◆ **Entries provided**

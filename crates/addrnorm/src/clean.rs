//! Scalar value cleaning applied to every field before any other stage.

use unicode_normalization::UnicodeNormalization;

use crate::text::{EDGE_RE, collapse_ws};

/// Tokens treated as "no value", compared case-insensitively after trimming.
const NULL_TOKENS: &[&str] = &["nan", "null", "none", "nil", "-", "n/a", "#n/a"];

/// Check whether a raw value is a null-like token.
pub fn is_null_value(value: &str) -> bool {
    let trimmed = value.trim();
    trimmed.is_empty()
        || NULL_TOKENS
            .iter()
            .any(|token| trimmed.eq_ignore_ascii_case(token))
}

/// Clean a raw scalar.
///
/// Returns `None` for null-like input. Otherwise the value is NFKC
/// normalized, whitespace runs are collapsed and separator punctuation is
/// stripped from both ends. Applying it twice gives the same result as
/// applying it once.
pub fn clean_value(value: &str) -> Option<String> {
    if is_null_value(value) {
        return None;
    }
    let normalized: String = value.trim().nfkc().collect();
    let collapsed = collapse_ws(&normalized);
    let stripped = EDGE_RE.replace_all(&collapsed, "");
    let cleaned = stripped.trim();
    if is_null_value(cleaned) {
        None
    } else {
        Some(cleaned.to_string())
    }
}

/// Clean a value in place, returning whether it changed.
pub fn clean_in_place(value: &mut String) -> bool {
    let cleaned = clean_value(value).unwrap_or_default();
    if cleaned != *value {
        *value = cleaned;
        true
    } else {
        false
    }
}

#[cfg(test)]
mod tests {
    use super::*;

    #[test]
    fn test_null_tokens() {
        for raw in ["", "   ", "NaN", "null", "None", "-", "N/A", "nil", "#N/A"] {
            assert_eq!(clean_value(raw), None, "{raw:?} should be null");
        }
    }

    #[test]
    fn test_country_code_na_is_not_null() {
        assert_eq!(clean_value("NA"), Some("NA".to_string()));
    }

    #[test]
    fn test_whitespace_and_edges() {
        assert_eq!(
            clean_value("  ,123   Main\tSt.  "),
            Some("123 Main St".to_string())
        );
        assert_eq!(clean_value("--;"), None);
    }

    #[test]
    fn test_nfkc() {
        assert_eq!(clean_value("Ｂａｎｇｋｏｋ"), Some("Bangkok".to_string()));
        assert_eq!(clean_value("ｎａｎ"), None);
    }

    #[test]
    fn test_slash_inside_value_kept() {
        assert_eq!(clean_value("77/1 Soi 3"), Some("77/1 Soi 3".to_string()));
    }

    #[test]
    fn test_clean_in_place_reports_change() {
        let mut v = " Bangkok ".to_string();
        assert!(clean_in_place(&mut v));
        assert_eq!(v, "Bangkok");
        assert!(!clean_in_place(&mut v));
    }
}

◆ **Task directions**
Every line above from the line with "return None;" to the line with "whether it changed.", inclusive, must be returned exactly; no other line belongs in the reply.

◆ **Answer below**
        return None;
    }
    let normalized: String = value.trim().nfkc().collect();
    let collapsed = collapse_ws(&normalized);
    let stripped = EDGE_RE.replace_all(&collapsed, "");
    let cleaned = stripped.trim();
    if is_null_value(cleaned) {
        None
    } else {
        Some(cleaned.to_string())
    }
}

/// Clean a value in place, returning whether it changed.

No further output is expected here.